**Your assignment:**
Note each line of the listing that contains the string "target", and copy it.
○ ○ ○ ○ ○
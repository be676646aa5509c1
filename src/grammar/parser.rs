//! Line-oriented kickstart reader
//!
//! Walks the input once, dispatching `%token ... %end` blocks to the section
//! handler registered for the token and recording every other non-comment
//! line as a command. `%include` (and its older spelling `%ksappend`) pulls
//! another file in at that point.

use std::collections::BTreeMap;
use std::fs;
use std::path::{Path, PathBuf};

use tracing::{debug, info};

use super::handler::{KickstartCommandLine, KickstartHandler};
use super::sections::{default_section, Section};
use super::version::SectionOpen;
use crate::error::KickstartError;

/// Deepest `%include` chain the parser follows
pub const MAX_INCLUDE_DEPTH: usize = 16;

const END_TOKEN: &str = "%end";
const INCLUDE_TOKENS: &[&str] = &["%include", "%ksappend"];

#[derive(Debug, Clone, Copy)]
struct OpenBlock {
    open: SectionOpen,
    line: usize,
}

/// Kickstart parser with one replaceable handler per section token
#[derive(Debug)]
pub struct KickstartParser {
    handler: KickstartHandler,
    sections: BTreeMap<SectionOpen, Box<dyn Section>>,
}

impl KickstartParser {
    /// Create a parser registering the default handler for every section the
    /// handler's grammar version knows.
    pub fn new(handler: KickstartHandler) -> Self {
        let sections = handler
            .version()
            .sections()
            .iter()
            .map(|open| (*open, default_section(*open)))
            .collect();
        Self { handler, sections }
    }

    pub fn handler(&self) -> &KickstartHandler {
        &self.handler
    }

    pub fn into_handler(self) -> KickstartHandler {
        self.handler
    }

    /// Handler currently registered for `open`.
    pub fn section(&self, open: SectionOpen) -> Option<&dyn Section> {
        self.sections.get(&open).map(|s| s.as_ref())
    }

    /// Every registered section-open token, in a stable order.
    pub fn section_opens(&self) -> impl Iterator<Item = SectionOpen> + '_ {
        self.sections.keys().copied()
    }

    /// Register `section` under its token, returning the handler it replaced.
    pub fn register_section(&mut self, section: Box<dyn Section>) -> Option<Box<dyn Section>> {
        self.sections.insert(section.open(), section)
    }

    /// Parse the file at `path`, accumulating into the handler.
    pub fn read_kickstart(&mut self, path: &Path) -> Result<(), KickstartError> {
        info!("Reading kickstart file {}", path.display());
        let text = read_input(path)?;
        self.read_document(&text, path.parent())
    }

    /// Parse kickstart text. Relative `%include` paths resolve against the
    /// current directory.
    pub fn read_kickstart_from_str(&mut self, text: &str) -> Result<(), KickstartError> {
        self.read_document(text, None)
    }

    fn read_document(&mut self, text: &str, base: Option<&Path>) -> Result<(), KickstartError> {
        let mut current = None;
        self.read_lines(text, base, 0, &mut current)?;
        match current {
            Some(block) => Err(KickstartError::MissingEnd {
                line: block.line,
                section: block.open,
            }),
            None => Ok(()),
        }
    }

    fn read_lines(
        &mut self,
        text: &str,
        base: Option<&Path>,
        depth: usize,
        current: &mut Option<OpenBlock>,
    ) -> Result<(), KickstartError> {
        for (idx, raw) in text.lines().enumerate() {
            let line = idx + 1;
            let trimmed = raw.trim();
            let token = trimmed.split_whitespace().next().unwrap_or_default();

            if let Some(block) = *current {
                if token == END_TOKEN {
                    *current = None;
                    if let Some(section) = self.sections.get_mut(&block.open) {
                        section.finalize(&mut self.handler)?;
                    }
                } else if INCLUDE_TOKENS.contains(&token) {
                    self.include(trimmed, line, base, depth, current)?;
                } else if token
                    .parse::<SectionOpen>()
                    .is_ok_and(|open| self.sections.contains_key(&open))
                {
                    return Err(KickstartError::MissingEnd {
                        line: block.line,
                        section: block.open,
                    });
                } else if let Some(section) = self.sections.get_mut(&block.open) {
                    section.handle_line(raw, line, &mut self.handler)?;
                }
                continue;
            }

            if trimmed.is_empty() || trimmed.starts_with('#') {
                continue;
            }

            if token == END_TOKEN {
                return Err(KickstartError::UnexpectedEnd { line });
            }
            if INCLUDE_TOKENS.contains(&token) {
                self.include(trimmed, line, base, depth, current)?;
                continue;
            }

            let words = split_words(trimmed, line)?;
            let Some((name, args)) = words.split_first() else {
                continue;
            };

            if name.starts_with('%') {
                let open = name
                    .parse::<SectionOpen>()
                    .ok()
                    .filter(|open| self.sections.contains_key(open))
                    .ok_or_else(|| KickstartError::UnknownSection {
                        line,
                        token: name.clone(),
                    })?;
                if let Some(section) = self.sections.get_mut(&open) {
                    section.handle_header(args, line, &mut self.handler)?;
                }
                *current = Some(OpenBlock { open, line });
            } else {
                self.handler.commands.push(KickstartCommandLine {
                    name: name.clone(),
                    args: args.to_vec(),
                    line,
                });
            }
        }
        Ok(())
    }

    fn include(
        &mut self,
        directive: &str,
        line: usize,
        base: Option<&Path>,
        depth: usize,
        current: &mut Option<OpenBlock>,
    ) -> Result<(), KickstartError> {
        if depth + 1 > MAX_INCLUDE_DEPTH {
            return Err(KickstartError::IncludeDepth {
                line,
                limit: MAX_INCLUDE_DEPTH,
            });
        }

        let words = split_words(directive, line)?;
        let target = match words.as_slice() {
            [_, target] => PathBuf::from(target),
            _ => {
                return Err(KickstartError::InvalidLine {
                    line,
                    reason: format!("{} takes exactly one path", words[0]),
                })
            }
        };
        let path = match base {
            Some(dir) if target.is_relative() => dir.join(target),
            _ => target,
        };

        debug!("line {}: including {}", line, path.display());
        let text = read_input(&path)?;
        self.read_lines(&text, path.parent(), depth + 1, current)
    }
}

fn read_input(path: &Path) -> Result<String, KickstartError> {
    fs::read_to_string(path).map_err(|source| KickstartError::Unreadable {
        path: path.to_path_buf(),
        source,
    })
}

fn split_words(text: &str, line: usize) -> Result<Vec<String>, KickstartError> {
    shlex::split(text).ok_or_else(|| KickstartError::InvalidLine {
        line,
        reason: "Unbalanced quoting".to_string(),
    })
}

#[cfg(test)]
mod tests {
    use super::*;
    use crate::grammar::{Group, GrammarVersion};
    use std::io::Write;
    use tempfile::TempDir;

    fn parse(text: &str) -> Result<KickstartHandler, KickstartError> {
        let mut parser = KickstartParser::new(KickstartHandler::new(GrammarVersion::Devel));
        parser.read_kickstart_from_str(text)?;
        Ok(parser.into_handler())
    }

    #[test]
    fn test_full_document() {
        let data = parse(
            "# comment\n\
             lang en_US.UTF-8\n\
             rootpw --iscrypted \"$6$abc def\"\n\
             %pre\n\
             echo pre\n\
             %end\n\
             %packages\n\
             vim\n\
             @core\n\
             %end\n\
             %post --nochroot\n\
             touch /done\n\
             %end\n",
        )
        .unwrap();

        assert_eq!(data.commands.len(), 2);
        assert_eq!(data.commands[0].name, "lang");
        assert_eq!(data.commands[1].args, vec!["--iscrypted", "$6$abc def"]);
        assert_eq!(data.packages.packages, vec!["vim"]);
        assert_eq!(data.packages.groups, vec![Group::new("core")]);
        assert_eq!(data.scripts.len(), 2);
        assert_eq!(data.scripts[0].kind, SectionOpen::Pre);
        assert!(!data.scripts[1].in_chroot);
    }

    #[test]
    fn test_multiple_package_blocks_keep_order_and_duplicates() {
        let data = parse("%packages\nb\na\n%end\n%packages\na\n@g\n%end\n").unwrap();
        assert_eq!(data.packages.packages, vec!["b", "a", "a"]);
        assert_eq!(data.packages.groups, vec![Group::new("g")]);
    }

    #[test]
    fn test_missing_end() {
        let err = parse("%packages\nvim\n").unwrap_err();
        assert!(matches!(
            err,
            KickstartError::MissingEnd {
                line: 1,
                section: SectionOpen::Packages
            }
        ));

        let err = parse("%packages\nvim\n%post\n%end\n").unwrap_err();
        assert!(matches!(err, KickstartError::MissingEnd { line: 1, .. }));
    }

    #[test]
    fn test_unknown_and_unsupported_sections() {
        let err = parse("%bogus\n%end\n").unwrap_err();
        assert!(matches!(err, KickstartError::UnknownSection { line: 1, .. }));

        let mut parser = KickstartParser::new(KickstartHandler::new(GrammarVersion::Rhel6));
        let err = parser
            .read_kickstart_from_str("%onerror\n%end\n")
            .unwrap_err();
        assert!(matches!(err, KickstartError::UnknownSection { .. }));
    }

    #[test]
    fn test_unregistered_token_is_body_text() {
        let mut parser = KickstartParser::new(KickstartHandler::new(GrammarVersion::Rhel6));
        parser
            .read_kickstart_from_str("%post\necho start\n%onerror\n%end\n")
            .unwrap();
        let data = parser.into_handler();
        assert_eq!(data.scripts.len(), 1);
        assert_eq!(data.scripts[0].body, "echo start\n%onerror");

        // Registered under devel, so the same input leaves %post unterminated
        let err = parse("%post\necho start\n%onerror\n%end\n").unwrap_err();
        assert!(matches!(
            err,
            KickstartError::MissingEnd {
                line: 1,
                section: SectionOpen::Post
            }
        ));
    }

    #[test]
    fn test_stray_end() {
        let err = parse("text\n%end\n").unwrap_err();
        assert!(matches!(err, KickstartError::UnexpectedEnd { line: 2 }));
    }

    #[test]
    fn test_unbalanced_quotes() {
        let err = parse("rootpw \"oops\n").unwrap_err();
        assert_eq!(err.line(), Some(1));
    }

    #[test]
    fn test_include_relative_to_file() {
        let dir = TempDir::new().unwrap();
        let extra = dir.path().join("extra.ks");
        std::fs::write(&extra, "tmux\n@development\n").unwrap();

        let main = dir.path().join("main.ks");
        let mut file = std::fs::File::create(&main).unwrap();
        writeln!(file, "%packages\nvim\n%include extra.ks\ngit\n%end").unwrap();
        drop(file);

        let mut parser = KickstartParser::new(KickstartHandler::default());
        parser.read_kickstart(&main).unwrap();
        let data = parser.into_handler();
        assert_eq!(data.packages.packages, vec!["vim", "tmux", "git"]);
        assert_eq!(data.packages.groups, vec![Group::new("development")]);
    }

    #[test]
    fn test_include_cycle_is_bounded() {
        let dir = TempDir::new().unwrap();
        let path = dir.path().join("loop.ks");
        std::fs::write(&path, "%include loop.ks\n").unwrap();

        let mut parser = KickstartParser::new(KickstartHandler::default());
        let err = parser.read_kickstart(&path).unwrap_err();
        assert!(matches!(
            err,
            KickstartError::IncludeDepth {
                limit: MAX_INCLUDE_DEPTH,
                ..
            }
        ));
    }

    #[test]
    fn test_missing_file_is_kickstart_error() {
        let mut parser = KickstartParser::new(KickstartHandler::default());
        let err = parser
            .read_kickstart(Path::new("non-existent.ks"))
            .unwrap_err();
        assert!(matches!(err, KickstartError::Unreadable { .. }));
    }

    #[test]
    fn test_register_section_replaces() {
        let mut parser = KickstartParser::new(KickstartHandler::default());
        let old = parser.register_section(Box::new(crate::grammar::NullSection::new(
            SectionOpen::Post,
        )));
        assert!(old.is_some_and(|s| !s.is_null()));
        assert!(parser.section(SectionOpen::Post).unwrap().is_null());
    }
}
○ ○ ○ ○ ○
**Solved exercise:**
        let target = match words.as_slice() {
            [_, target] => PathBuf::from(target),
            Some(dir) if target.is_relative() => dir.join(target),
            _ => target,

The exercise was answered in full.